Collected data
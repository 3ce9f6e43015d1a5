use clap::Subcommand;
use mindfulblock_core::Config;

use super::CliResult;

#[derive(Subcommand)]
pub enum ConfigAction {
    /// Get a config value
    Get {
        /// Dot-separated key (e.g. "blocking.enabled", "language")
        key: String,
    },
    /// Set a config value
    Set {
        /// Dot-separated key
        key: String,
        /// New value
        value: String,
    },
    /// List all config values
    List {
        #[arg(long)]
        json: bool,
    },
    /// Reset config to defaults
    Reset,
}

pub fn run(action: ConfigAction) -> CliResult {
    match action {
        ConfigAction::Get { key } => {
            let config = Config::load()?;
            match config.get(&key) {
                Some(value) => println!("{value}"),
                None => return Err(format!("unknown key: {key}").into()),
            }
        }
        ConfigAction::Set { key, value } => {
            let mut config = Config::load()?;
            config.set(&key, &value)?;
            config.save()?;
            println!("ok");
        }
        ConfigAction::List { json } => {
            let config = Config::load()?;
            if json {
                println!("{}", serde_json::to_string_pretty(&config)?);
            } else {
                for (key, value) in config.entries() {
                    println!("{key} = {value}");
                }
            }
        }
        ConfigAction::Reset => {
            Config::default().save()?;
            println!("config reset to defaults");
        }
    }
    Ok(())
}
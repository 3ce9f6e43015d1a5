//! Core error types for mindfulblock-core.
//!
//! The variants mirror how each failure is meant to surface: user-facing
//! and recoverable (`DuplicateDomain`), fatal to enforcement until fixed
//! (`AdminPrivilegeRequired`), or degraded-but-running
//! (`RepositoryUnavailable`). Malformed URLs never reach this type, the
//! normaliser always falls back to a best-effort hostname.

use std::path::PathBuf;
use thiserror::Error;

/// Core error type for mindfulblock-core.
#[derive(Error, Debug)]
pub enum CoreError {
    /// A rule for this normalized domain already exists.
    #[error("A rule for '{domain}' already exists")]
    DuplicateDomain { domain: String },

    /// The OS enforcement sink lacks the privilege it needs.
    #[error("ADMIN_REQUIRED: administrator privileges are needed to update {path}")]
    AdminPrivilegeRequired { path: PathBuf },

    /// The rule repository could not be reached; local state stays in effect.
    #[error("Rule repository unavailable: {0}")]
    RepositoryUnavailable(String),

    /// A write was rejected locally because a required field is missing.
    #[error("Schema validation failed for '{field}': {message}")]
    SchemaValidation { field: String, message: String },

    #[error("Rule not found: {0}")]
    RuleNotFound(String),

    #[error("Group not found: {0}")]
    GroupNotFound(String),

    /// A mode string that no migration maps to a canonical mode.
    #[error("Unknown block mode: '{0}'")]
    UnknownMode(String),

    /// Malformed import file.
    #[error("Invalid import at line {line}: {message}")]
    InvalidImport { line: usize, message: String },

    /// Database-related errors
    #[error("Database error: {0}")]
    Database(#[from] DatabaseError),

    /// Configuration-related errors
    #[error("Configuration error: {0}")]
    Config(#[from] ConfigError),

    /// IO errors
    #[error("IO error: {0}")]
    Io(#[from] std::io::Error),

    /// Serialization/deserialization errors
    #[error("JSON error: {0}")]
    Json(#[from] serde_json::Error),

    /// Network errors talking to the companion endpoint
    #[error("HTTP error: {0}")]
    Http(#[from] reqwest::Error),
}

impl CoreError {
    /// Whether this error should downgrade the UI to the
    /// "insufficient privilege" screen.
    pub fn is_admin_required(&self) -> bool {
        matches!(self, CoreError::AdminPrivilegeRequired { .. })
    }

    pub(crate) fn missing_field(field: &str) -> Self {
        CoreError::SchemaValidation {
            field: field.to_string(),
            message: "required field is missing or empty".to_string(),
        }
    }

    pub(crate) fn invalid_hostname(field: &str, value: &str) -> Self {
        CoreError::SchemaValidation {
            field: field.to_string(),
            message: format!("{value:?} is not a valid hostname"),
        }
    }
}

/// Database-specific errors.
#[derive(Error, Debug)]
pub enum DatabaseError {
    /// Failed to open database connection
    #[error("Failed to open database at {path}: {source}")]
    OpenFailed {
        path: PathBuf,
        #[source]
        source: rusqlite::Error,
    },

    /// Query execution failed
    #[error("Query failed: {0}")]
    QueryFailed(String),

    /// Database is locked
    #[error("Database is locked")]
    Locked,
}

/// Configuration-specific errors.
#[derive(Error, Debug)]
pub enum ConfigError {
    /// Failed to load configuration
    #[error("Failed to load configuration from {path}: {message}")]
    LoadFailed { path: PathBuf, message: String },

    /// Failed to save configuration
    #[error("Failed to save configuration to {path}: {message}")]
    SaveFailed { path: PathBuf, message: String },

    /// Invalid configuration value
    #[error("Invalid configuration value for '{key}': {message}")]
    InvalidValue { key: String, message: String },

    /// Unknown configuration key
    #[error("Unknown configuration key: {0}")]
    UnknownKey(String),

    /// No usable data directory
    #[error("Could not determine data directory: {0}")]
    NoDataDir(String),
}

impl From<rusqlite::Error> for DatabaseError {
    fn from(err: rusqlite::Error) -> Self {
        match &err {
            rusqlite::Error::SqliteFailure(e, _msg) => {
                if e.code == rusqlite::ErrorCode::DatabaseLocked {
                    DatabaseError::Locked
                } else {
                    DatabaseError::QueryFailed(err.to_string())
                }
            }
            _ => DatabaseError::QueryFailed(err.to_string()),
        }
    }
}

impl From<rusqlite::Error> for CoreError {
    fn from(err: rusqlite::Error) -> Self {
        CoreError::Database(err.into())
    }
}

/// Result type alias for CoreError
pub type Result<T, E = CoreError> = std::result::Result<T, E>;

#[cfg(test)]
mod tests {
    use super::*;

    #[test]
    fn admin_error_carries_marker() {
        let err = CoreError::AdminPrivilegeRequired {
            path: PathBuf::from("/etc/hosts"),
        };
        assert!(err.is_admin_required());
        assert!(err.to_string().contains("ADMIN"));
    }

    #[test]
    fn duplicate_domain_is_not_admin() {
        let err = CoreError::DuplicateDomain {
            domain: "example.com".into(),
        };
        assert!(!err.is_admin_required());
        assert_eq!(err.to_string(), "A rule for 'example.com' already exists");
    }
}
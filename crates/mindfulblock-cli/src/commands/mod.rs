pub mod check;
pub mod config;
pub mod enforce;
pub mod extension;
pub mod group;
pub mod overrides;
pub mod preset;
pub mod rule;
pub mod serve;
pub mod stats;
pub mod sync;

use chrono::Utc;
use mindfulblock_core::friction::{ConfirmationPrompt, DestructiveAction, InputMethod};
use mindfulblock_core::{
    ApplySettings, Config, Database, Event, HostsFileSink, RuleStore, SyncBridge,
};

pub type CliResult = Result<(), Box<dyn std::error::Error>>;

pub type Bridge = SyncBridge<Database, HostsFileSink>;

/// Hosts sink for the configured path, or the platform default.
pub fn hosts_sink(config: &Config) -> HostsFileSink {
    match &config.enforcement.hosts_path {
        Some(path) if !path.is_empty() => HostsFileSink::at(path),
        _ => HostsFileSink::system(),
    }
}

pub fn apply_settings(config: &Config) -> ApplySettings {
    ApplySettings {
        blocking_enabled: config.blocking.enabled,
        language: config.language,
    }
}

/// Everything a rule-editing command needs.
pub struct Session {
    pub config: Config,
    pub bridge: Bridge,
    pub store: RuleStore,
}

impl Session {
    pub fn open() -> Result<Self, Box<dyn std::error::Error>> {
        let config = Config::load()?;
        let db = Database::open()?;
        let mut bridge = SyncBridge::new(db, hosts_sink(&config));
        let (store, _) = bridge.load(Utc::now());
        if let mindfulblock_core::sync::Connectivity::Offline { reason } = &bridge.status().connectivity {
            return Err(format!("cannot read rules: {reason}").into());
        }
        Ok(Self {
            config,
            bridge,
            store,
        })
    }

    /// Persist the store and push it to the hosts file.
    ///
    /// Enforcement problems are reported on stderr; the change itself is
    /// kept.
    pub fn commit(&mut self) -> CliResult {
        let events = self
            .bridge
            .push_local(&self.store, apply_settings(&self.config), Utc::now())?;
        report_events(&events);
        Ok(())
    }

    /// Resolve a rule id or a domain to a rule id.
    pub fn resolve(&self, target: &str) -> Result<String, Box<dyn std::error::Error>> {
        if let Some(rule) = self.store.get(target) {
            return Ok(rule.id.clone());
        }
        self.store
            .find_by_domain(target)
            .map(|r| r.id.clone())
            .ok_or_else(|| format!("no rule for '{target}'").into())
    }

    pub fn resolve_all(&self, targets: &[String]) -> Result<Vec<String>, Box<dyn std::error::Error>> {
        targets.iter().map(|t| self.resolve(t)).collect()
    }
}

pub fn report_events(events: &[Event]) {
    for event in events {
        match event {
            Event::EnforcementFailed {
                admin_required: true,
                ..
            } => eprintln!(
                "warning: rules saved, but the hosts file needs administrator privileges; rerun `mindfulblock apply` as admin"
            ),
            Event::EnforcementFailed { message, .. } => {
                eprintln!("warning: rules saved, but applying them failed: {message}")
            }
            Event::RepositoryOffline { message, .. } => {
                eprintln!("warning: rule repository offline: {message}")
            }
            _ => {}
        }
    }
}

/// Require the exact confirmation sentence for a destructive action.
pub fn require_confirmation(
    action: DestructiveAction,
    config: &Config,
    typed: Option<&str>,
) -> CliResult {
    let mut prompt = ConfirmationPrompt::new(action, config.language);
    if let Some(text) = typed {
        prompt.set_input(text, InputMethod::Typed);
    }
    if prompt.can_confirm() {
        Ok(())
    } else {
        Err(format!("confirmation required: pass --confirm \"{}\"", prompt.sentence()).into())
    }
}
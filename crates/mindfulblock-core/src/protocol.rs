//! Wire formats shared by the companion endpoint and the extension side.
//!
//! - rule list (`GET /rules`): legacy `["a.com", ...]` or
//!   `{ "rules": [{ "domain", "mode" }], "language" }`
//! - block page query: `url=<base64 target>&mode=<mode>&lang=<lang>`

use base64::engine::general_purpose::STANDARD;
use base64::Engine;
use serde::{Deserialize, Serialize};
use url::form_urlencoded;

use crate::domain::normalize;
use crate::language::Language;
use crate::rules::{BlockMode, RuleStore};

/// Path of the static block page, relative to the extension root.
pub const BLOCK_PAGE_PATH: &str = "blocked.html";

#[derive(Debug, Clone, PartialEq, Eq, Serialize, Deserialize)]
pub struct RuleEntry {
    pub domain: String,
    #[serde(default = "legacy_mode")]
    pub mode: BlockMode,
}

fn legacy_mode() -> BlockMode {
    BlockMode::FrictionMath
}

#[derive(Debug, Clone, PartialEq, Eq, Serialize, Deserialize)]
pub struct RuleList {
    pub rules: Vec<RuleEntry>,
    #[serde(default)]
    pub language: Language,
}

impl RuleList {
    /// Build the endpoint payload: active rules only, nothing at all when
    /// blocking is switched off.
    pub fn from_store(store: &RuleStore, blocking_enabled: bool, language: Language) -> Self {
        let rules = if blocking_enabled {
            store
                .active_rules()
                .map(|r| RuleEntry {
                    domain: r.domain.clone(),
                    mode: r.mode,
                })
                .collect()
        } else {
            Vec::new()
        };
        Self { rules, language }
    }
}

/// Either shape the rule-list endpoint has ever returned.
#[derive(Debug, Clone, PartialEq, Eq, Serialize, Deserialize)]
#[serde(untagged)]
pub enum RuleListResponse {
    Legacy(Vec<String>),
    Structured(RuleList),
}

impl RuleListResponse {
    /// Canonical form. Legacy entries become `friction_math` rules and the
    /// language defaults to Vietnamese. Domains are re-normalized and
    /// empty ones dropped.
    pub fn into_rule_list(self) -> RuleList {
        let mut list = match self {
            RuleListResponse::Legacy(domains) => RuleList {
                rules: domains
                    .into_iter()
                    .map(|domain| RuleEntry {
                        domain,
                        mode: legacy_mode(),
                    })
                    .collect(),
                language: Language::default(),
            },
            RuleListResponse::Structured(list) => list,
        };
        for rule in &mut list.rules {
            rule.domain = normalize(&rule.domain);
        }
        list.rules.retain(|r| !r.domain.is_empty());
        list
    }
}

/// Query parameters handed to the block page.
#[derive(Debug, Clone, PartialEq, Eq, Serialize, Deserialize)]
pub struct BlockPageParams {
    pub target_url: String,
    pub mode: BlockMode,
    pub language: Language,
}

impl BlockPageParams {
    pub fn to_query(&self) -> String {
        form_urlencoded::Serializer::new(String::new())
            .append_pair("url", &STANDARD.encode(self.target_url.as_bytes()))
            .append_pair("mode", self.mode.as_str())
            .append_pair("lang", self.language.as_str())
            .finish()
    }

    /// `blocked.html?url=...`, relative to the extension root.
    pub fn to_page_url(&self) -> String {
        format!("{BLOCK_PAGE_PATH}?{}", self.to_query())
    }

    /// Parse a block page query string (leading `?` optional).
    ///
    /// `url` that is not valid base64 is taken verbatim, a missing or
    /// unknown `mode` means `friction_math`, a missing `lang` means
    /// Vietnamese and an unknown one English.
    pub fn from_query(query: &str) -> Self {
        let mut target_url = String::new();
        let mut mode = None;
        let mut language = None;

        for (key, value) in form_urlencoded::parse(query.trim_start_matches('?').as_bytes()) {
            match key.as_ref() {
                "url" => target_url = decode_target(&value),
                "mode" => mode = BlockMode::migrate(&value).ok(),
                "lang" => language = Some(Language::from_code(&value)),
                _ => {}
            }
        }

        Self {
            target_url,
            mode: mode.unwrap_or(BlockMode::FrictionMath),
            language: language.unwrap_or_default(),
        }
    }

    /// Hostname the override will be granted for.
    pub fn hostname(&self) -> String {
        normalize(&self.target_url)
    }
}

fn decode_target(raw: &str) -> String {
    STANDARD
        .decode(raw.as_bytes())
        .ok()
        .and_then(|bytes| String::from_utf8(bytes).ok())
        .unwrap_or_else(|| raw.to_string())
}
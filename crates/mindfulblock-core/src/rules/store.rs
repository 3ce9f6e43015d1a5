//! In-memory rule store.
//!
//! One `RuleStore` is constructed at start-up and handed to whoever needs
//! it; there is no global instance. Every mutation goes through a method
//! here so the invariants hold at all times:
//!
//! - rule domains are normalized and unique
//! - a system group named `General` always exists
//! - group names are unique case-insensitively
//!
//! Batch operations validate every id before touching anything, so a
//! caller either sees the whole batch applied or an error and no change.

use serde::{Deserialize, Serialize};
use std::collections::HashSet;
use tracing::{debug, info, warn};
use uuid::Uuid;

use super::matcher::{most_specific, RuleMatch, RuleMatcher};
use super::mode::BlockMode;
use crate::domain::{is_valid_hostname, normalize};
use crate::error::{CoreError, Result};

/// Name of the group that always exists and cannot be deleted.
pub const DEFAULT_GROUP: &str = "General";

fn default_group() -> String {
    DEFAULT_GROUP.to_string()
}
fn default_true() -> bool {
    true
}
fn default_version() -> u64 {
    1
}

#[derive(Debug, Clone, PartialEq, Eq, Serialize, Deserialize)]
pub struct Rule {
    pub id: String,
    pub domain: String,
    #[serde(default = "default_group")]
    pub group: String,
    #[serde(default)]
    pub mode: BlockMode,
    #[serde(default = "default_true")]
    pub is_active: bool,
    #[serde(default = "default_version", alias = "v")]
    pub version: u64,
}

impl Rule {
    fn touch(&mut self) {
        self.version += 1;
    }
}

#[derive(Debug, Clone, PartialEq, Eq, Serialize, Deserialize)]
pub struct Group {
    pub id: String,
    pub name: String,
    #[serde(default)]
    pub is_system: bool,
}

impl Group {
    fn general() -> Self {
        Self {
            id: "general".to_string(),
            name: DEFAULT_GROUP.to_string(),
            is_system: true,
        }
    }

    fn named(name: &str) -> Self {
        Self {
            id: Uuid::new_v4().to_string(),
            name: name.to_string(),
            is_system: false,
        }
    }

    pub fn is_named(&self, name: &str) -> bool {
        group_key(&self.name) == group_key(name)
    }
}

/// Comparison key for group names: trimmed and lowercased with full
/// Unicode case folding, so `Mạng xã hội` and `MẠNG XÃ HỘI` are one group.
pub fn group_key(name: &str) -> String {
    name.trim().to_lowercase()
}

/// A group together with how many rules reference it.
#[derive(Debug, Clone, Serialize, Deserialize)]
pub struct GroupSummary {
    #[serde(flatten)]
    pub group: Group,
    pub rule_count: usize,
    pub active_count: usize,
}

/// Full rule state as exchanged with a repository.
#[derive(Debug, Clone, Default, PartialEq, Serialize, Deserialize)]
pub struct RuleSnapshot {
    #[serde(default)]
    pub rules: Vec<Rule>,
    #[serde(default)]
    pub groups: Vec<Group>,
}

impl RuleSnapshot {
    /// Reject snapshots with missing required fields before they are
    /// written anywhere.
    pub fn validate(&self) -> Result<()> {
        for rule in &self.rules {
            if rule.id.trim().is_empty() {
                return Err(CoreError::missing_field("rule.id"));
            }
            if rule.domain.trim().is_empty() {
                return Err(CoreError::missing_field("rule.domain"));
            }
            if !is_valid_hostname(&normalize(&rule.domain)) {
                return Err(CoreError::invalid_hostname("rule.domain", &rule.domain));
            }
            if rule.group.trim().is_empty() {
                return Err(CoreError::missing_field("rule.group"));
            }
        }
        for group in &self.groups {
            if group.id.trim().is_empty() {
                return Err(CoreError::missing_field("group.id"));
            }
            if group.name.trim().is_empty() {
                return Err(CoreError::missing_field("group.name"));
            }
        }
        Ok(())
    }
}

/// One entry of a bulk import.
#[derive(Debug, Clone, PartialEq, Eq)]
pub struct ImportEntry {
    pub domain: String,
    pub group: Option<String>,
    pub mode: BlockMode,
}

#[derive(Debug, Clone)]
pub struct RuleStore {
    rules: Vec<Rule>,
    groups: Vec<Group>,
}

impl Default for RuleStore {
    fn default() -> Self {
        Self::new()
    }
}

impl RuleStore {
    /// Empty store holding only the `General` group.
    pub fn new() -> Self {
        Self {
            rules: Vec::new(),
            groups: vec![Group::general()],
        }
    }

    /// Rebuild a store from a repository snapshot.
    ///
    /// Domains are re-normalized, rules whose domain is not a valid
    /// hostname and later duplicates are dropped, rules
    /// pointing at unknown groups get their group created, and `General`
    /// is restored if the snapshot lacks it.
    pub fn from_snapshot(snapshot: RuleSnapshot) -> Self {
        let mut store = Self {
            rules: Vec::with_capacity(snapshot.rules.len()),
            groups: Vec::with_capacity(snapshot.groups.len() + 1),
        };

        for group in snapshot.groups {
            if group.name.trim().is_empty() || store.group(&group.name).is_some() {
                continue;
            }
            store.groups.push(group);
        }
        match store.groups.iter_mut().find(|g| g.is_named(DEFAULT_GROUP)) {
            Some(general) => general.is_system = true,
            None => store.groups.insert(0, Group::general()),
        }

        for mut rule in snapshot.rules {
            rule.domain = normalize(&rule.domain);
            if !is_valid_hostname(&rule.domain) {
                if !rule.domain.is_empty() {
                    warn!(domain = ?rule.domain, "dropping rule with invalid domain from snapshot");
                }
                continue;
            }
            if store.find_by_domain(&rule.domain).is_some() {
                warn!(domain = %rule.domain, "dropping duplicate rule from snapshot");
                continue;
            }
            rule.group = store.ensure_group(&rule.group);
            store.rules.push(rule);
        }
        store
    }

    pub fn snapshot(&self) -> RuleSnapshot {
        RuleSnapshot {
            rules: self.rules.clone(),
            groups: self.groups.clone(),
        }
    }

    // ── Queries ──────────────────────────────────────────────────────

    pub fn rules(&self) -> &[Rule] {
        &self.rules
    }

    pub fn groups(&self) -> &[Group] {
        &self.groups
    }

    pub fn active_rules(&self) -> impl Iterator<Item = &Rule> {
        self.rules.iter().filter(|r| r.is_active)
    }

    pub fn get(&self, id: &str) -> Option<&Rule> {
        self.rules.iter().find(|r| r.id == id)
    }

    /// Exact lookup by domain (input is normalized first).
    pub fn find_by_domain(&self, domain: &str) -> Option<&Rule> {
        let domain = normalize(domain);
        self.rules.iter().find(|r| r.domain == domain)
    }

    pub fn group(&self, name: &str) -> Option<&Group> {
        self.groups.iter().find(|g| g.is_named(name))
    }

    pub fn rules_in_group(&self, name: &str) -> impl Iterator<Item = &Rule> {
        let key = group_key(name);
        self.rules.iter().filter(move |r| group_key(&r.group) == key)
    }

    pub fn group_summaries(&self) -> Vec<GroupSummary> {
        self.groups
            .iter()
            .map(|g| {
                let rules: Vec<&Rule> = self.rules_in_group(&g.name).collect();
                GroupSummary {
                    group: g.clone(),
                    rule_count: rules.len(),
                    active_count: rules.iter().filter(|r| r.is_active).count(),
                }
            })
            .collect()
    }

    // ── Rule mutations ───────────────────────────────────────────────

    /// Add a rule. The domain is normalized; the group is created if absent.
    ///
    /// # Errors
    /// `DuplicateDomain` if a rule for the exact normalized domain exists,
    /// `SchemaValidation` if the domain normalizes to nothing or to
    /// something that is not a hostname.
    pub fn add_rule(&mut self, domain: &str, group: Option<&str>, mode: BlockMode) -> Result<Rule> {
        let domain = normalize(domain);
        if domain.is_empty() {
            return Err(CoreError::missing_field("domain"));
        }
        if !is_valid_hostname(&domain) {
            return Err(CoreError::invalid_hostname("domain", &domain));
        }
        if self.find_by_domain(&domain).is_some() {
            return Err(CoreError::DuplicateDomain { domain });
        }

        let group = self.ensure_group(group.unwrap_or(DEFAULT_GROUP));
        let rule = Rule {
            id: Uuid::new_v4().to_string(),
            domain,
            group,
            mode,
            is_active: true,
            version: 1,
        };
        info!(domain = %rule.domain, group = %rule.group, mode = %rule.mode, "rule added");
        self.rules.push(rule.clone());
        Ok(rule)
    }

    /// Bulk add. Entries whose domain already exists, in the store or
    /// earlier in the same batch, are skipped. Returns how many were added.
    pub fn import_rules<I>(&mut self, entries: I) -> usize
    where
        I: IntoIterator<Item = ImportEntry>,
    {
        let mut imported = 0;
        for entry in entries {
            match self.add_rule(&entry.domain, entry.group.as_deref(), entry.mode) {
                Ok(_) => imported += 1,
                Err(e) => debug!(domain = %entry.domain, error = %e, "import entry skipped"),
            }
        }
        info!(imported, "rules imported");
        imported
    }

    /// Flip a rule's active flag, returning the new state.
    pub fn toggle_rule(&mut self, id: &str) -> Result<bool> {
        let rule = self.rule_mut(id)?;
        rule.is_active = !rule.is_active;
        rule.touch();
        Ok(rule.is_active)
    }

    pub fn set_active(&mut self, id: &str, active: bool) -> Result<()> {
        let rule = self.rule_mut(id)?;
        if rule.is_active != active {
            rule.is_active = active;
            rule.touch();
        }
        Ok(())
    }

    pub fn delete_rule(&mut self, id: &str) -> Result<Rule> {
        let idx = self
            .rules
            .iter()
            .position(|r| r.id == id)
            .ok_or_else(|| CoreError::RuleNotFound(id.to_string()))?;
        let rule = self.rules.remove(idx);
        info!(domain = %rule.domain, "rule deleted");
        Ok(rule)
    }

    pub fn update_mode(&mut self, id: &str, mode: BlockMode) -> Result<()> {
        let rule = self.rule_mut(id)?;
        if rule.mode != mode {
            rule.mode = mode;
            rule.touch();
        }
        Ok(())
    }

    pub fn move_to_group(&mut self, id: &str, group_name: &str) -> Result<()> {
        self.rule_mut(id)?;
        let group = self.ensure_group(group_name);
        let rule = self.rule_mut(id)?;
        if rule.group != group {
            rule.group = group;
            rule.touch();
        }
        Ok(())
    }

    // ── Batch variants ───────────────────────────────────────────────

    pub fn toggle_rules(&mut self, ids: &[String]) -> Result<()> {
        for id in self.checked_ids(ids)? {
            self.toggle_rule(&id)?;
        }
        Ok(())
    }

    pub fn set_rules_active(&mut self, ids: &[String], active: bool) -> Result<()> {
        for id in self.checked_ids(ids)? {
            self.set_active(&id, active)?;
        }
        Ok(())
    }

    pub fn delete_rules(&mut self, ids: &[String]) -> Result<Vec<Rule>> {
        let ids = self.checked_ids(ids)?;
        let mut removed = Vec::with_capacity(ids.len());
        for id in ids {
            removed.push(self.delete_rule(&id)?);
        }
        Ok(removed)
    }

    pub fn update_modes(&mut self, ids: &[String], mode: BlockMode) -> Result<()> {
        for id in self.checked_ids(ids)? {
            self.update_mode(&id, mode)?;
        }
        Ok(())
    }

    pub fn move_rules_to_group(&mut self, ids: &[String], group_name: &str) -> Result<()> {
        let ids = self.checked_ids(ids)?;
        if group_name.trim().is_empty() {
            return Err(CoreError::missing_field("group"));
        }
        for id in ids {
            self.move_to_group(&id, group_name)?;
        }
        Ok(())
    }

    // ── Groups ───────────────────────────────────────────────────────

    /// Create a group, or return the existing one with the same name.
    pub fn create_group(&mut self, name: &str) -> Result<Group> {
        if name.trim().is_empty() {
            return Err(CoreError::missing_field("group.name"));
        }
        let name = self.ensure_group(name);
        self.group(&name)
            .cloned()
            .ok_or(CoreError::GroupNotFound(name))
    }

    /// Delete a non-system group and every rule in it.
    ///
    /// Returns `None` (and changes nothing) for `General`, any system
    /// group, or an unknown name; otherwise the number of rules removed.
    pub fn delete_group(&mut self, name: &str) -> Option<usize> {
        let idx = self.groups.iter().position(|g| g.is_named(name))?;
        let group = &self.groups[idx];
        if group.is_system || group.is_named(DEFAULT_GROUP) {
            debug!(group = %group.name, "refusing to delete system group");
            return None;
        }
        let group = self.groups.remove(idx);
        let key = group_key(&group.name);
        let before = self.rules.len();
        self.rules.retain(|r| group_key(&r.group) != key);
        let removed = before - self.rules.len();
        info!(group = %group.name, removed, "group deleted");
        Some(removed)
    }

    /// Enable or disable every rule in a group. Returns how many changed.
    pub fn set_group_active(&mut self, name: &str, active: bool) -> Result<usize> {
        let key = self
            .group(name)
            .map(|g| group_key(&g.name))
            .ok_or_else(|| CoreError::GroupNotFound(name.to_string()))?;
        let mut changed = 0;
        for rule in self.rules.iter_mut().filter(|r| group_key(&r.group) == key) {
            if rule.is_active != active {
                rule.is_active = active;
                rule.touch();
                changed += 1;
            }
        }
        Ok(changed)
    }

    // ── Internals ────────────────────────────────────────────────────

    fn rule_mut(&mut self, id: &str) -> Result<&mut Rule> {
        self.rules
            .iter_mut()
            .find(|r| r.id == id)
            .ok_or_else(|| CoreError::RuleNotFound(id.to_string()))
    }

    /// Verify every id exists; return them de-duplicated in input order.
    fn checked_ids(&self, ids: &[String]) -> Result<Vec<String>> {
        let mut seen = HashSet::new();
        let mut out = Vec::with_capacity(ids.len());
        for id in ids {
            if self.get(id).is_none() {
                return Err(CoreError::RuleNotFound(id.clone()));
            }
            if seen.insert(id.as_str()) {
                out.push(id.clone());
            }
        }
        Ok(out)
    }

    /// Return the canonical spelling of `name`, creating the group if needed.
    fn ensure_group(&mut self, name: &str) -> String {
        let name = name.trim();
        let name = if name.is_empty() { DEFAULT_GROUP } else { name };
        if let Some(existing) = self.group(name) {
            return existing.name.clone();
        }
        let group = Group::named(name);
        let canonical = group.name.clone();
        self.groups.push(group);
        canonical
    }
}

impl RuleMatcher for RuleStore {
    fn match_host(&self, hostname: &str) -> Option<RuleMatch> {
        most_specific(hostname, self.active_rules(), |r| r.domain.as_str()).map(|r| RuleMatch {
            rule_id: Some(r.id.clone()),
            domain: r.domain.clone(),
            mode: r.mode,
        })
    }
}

## Your assignment
Please reproduce the lines from the line with "pub fn into_rule_list(self)" to the line with "the block page.", both ends included, exactly as they appear above.

## Response below
    pub fn into_rule_list(self) -> RuleList {
        let mut list = match self {
            RuleListResponse::Legacy(domains) => RuleList {
                rules: domains
                    .into_iter()
                    .map(|domain| RuleEntry {
                        domain,
                        mode: legacy_mode(),
                    })
                    .collect(),
                language: Language::default(),
            },
            RuleListResponse::Structured(list) => list,
        };
        for rule in &mut list.rules {
            rule.domain = normalize(&rule.domain);
        }
        list.rules.retain(|r| !r.domain.is_empty());
        list
    }
}

/// Query parameters handed to the block page.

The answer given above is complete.